Paddleboarding fests floated in Wisconsin
A brisk wind presented a challenge for dozens of first-time paddleboarders at the Midwest Standup Paddle Festival in Madison, Wisconsin, on July 9.
"I fell about four times when I turned the board and the waves hit," said Cathy Voss, of Middleton, back on Maple Bluff Beach. "I'll definitely try again when it's calmer."
Yet she and dozens of people who tried the fast-growing watersport were able to get their footing on the long surfboards made available by event organizer Paddleboard Specialists of Westport. They required only a few minutes of instruction on land before taking to the waters of Lake Mendota at Maple Bluff Beach.
"Paddleboarding is universally appealing, super easy to learn and a great core workout," event organizer and Paddleboard Specialists owner Gary Stone said. As he has taught more than 700 people over the last couple years, Stone led clinics at the festival by demonstrating how to position one's knees and feet on the board, and how to paddle without turning the body. Stone's daughter Allie, 19, and son Evan, 15, and his their friends then took the willing out into Lake Mendota's Dengel Bay.
Veteran paddleboarders, including 10 pros, raced six miles across the lake and back. Including those who opted for a three-mile tour within the bay, about 100 people took part in the endurance aspects of the festival.

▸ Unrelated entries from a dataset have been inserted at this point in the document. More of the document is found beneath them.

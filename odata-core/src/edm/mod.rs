// Entity Data Model: primitive kinds, literal grammar and the service schema.

pub mod literal;
pub mod model;
pub mod primitive;
pub mod registry;

pub use literal::{format_value, from_uri_literal, parse_value, to_uri_literal, LiteralError};
pub use model::{
    EdmEntitySet, EdmEnumType, EdmFunction, EdmModel, EdmParameter, EdmProperty,
    EdmStructuredType, EdmTypeRef,
};
pub use primitive::{EdmPrimitiveKind, Facets, PrimitiveValue};
pub use registry::{TypeRegistry, INFERENCE_ORDER, PROMOTION_LADDER};
use crate::batch::BatchBuilder;
use crate::error::{ClientError, ClientResult};
use bytes::Bytes;
use http::header::{ACCEPT, CONTENT_TYPE};
use odata_batch::{
    generate_boundary, parse_batch_response, write_batch_request, ODataRequest, ODataResponse,
    ODataResponsePart, ODATA_VERSION,
};
use reqwest::Client as HttpClient;
use std::time::Duration;
use tracing::{debug, trace};

/// Client configuration
#[derive(Debug, Clone)]
pub struct ClientConfig {
    /// Absolute service root, e.g. `http://localhost:8080/odata`.
    pub service_root: String,
    pub timeout: Duration,
}

impl Default for ClientConfig {
    fn default() -> Self {
        Self {
            service_root: "http://localhost:8080/odata".to_string(),
            timeout: Duration::from_secs(30),
        }
    }
}

#[derive(Debug, Clone)]
pub struct ODataClient {
    config: ClientConfig,
    http_client: HttpClient,
}

impl ODataClient {
    pub fn new(config: ClientConfig) -> ClientResult<Self> {
        if !config.service_root.starts_with("http://") && !config.service_root.starts_with("https://") {
            return Err(ClientError::Config(format!(
                "service root '{}' must be an absolute http(s) URL",
                config.service_root
            )));
        }
        let http_client = HttpClient::builder().timeout(config.timeout).build()?;
        Ok(Self { config, http_client })
    }

    pub fn new_with_url(service_root: &str) -> ClientResult<Self> {
        Self::new(ClientConfig {
            service_root: service_root.to_string(),
            ..Default::default()
        })
    }

    pub fn config(&self) -> &ClientConfig {
        &self.config
    }

    fn url(&self, path: &str) -> String {
        format!("{}{}", self.config.service_root.trim_end_matches('/'), path)
    }

    /// Send one request outside a batch.
    pub async fn send(&self, request: ODataRequest) -> ClientResult<ODataResponse> {
        let url = self.url(&request.target());
        debug!(method = %request.method, %url, "sending request");
        let response = self
            .http_client
            .request(request.method, &url)
            .headers(request.headers)
            .header(ODATA_VERSION.clone(), "4.0")
            .body(request.body)
            .send()
            .await?;

        let status = response.status();
        let headers = response.headers().clone();
        let body = response.bytes().await?;
        let mut reply = ODataResponse::new(status).with_body(body);
        reply.headers = headers;
        Ok(reply)
    }

    /// Post all parts of `batch` to `{service_root}/$batch`.
    ///
    /// Returns one response part per request part, in order. A non-2xx
    /// status on the batch itself is an error.
    pub async fn execute_batch(&self, batch: BatchBuilder) -> ClientResult<Vec<ODataResponsePart>> {
        let parts = batch.build();
        if parts.is_empty() {
            return Ok(Vec::new());
        }
        let encoded = write_batch_request(&parts, &generate_boundary("batch"));
        let url = self.url("/$batch");
        debug!(%url, parts = parts.len(), size = encoded.body.len(), "sending batch");
        trace!("Request body:\n{}", String::from_utf8_lossy(&encoded.body));

        let response = self
            .http_client
            .post(&url)
            .header(CONTENT_TYPE, encoded.content_type)
            .header(ACCEPT, "multipart/mixed")
            .header(ODATA_VERSION.clone(), "4.0")
            .body(encoded.body)
            .send()
            .await?;

        let status = response.status();
        let content_type = response
            .headers()
            .get(CONTENT_TYPE)
            .and_then(|v| v.to_str().ok())
            .map(str::to_string);
        let body: Bytes = response.bytes().await?;
        if !status.is_success() {
            return Err(ClientError::Status {
                status: status.as_u16(),
                body: String::from_utf8_lossy(&body).into_owned(),
            });
        }

        let content_type = content_type.ok_or(ClientError::MissingContentType)?;
        trace!("Response body:\n{}", String::from_utf8_lossy(&body));
        let responses = parse_batch_response(&body, &content_type, false)?;
        debug!(parts = responses.len(), "received batch response");
        Ok(responses)
    }
}
pub mod changeset;
pub mod coordinator;
pub mod error;
pub mod multipart;
pub mod request;

pub use changeset::{reference_of, substitute_content_id, ChangesetSorter};
pub use coordinator::{BatchConfig, BatchCoordinator, RequestHandler};
pub use error::{BatchError, BatchResult, MessageKey};
pub use multipart::{
    boundary_from_content_type, generate_boundary, parse_batch_request, parse_batch_response,
    write_batch_request, write_batch_response, MultipartBody, ServiceRoot,
};
pub use request::{
    BatchRequestPart, ODataRequest, ODataResponse, ODataResponsePart, JSON_CONTENT_TYPE,
    ODATA_ENTITY_ID, ODATA_VERSION,
};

The races were included in a series of eight Great Lakes paddleboard events scored by the World Paddle Association. Net proceeds from the festival were pledged to the American Family Children's Hospital.
The same weekend, the first annual Lake Superior Standup Paddleboard and Kayak Festival was held in northern Cornucopia, Wisconsin. That event featured two- and four-mile paddleboard and kayak races, clinics, demos and guided sea cave tours. Coordinating the Lake Superior festival was Rik Pauli, owner of Fluid Adventures in Paddlesports Center in Cable.
While Lake Superior offers calm water and rougher surf, paddleboarding can be enjoyed on both, as well as year round. Last March, Stone said he donned a wetsuit and raced his paddleboard on the Yahara River in Madison while a friend tried to keep up on skate skis along the riverbank.
Cross training for skiers
Ken Lambrecht was not that skier, but he said he has skied and paddleboarded on subsequent days when the water is cold and there's still snow on the ground. "Dressing for it was tricky, but I'd do it again in a heartbeat," he said.
A Birkie skier and competitive rower, Lambrecht said paddleboarding is a great cross-training activity. He said the forward stroke with the elongated paddles mimic the V-1 in skate skiing. "And the paddle flexes like a ski pole," he said.
Lambrecht, who lives on the shore of Lake Mendota, paddleboards using two windsurfing boards he owns. He tried several paddleboards at the festival, looking for one with the right length and stability to propel him quickly. He was in the right place as paddleboards made by Starboard, Surftech, Hobie, Tahoe SUP, Bark, Amundson, Naish, NSP, Bic, Werner, Quickblade and Kialoa were on hand to demo.
"On a bigger stable board you get a better workout," Lambrecht said. "But the bottomline is you can jump on these and have fun."